Eine Jodausscheidung über 300 µg gilt als Zeichen einer Überversorgung, mit dem Risiko bei veranlagten Personen eine Hashimoto-Thyreoiditis oder eine jodinduzierte Schilddrüsenüberfunktion (Hyperthyreose) auszulösen.
Man geht davon aus, dass in Deutschland etwa 10 % der Bevölkerung zu dieser Risikogruppe gehören.
In der sogenannten Greifswald-Studie aus dem Jahre 2002 konnte bei ca. 50 % eine optimale Jodversorgung nachgewiesen werden.

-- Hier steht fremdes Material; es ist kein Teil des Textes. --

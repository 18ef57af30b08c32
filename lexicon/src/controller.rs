use dictionary::{DictionaryError, WordLookup};
use tokio::sync::watch;

use crate::state::{LookupState, Session, LOOKUP_FAILED_MESSAGE, NOT_FOUND_MESSAGE};

// Only the controller writes the session; every transition is one send_modify
// so receivers never see half of one.
pub struct LookupController<D> {
    dictionary: D,
    state: watch::Sender<Session>,
}

impl<D: WordLookup> LookupController<D> {
    pub fn new(dictionary: D) -> Self {
        let (state, _) = watch::channel(Session::default());
        Self { dictionary, state }
    }

    pub fn subscribe(&self) -> watch::Receiver<Session> {
        self.state.subscribe()
    }

    pub fn snapshot(&self) -> Session {
        self.state.borrow().clone()
    }

    pub fn update_query(&self, text: impl Into<String>) {
        let text = text.into();
        self.state.send_modify(|session| {
            session.query = text;
            if matches!(
                session.phase,
                LookupState::Success(_) | LookupState::Failure(_)
            ) {
                session.phase = LookupState::Idle;
            }
        });
    }

    /// Looks up the trimmed query. Does nothing when the query is blank or a
    /// lookup is already running.
    pub async fn submit(&self) {
        let mut word = None;
        self.state.send_if_modified(|session| {
            if session.is_loading() {
                return false;
            }
            let Some(query) = session.trimmed_query() else {
                return false;
            };
            word = Some(query.to_owned());
            session.phase = LookupState::Loading;
            true
        });
        let Some(word) = word else {
            tracing::debug!("submit ignored, query is blank or a lookup is running");
            return;
        };

        let _loading = LoadingGuard { state: &self.state };
        tracing::info!(%word, "looking up word");
        let phase = match self.dictionary.lookup(&word).await {
            Ok(entries) => {
                tracing::info!(%word, entries = entries.len(), "lookup succeeded");
                LookupState::Success(entries)
            }
            Err(DictionaryError::NotFound { status }) => {
                tracing::info!(%word, %status, "word not found");
                LookupState::Failure(NOT_FOUND_MESSAGE.to_owned())
            }
            Err(error) => {
                tracing::warn!(%word, error = ?error, "lookup failed");
                LookupState::Failure(LOOKUP_FAILED_MESSAGE.to_owned())
            }
        };
        let found = matches!(phase, LookupState::Success(_));
        self.state.send_modify(|session| {
            if found {
                session.query.clear();
            }
            session.phase = phase;
        });
    }
}

// resets Loading even when the submit future is dropped mid-request
struct LoadingGuard<'a> {
    state: &'a watch::Sender<Session>,
}

impl Drop for LoadingGuard<'_> {
    fn drop(&mut self) {
        self.state.send_if_modified(|session| {
            if !session.is_loading() {
                return false;
            }
            tracing::debug!("lookup abandoned, leaving loading state");
            session.phase = LookupState::Idle;
            true
        });
    }
}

25 % der Bevölkerung waren immer noch mit Jod unterversorgt. Auf der anderen Seite wurde bei 20 % der Probanden eine mäßig erhöhte Jodausscheidung mit Werten über 200 µg gemessen. Eine exzessive Jodausscheidung über 300 µg konnte bei 5 % der Bevölkerung nachgewiesen werden.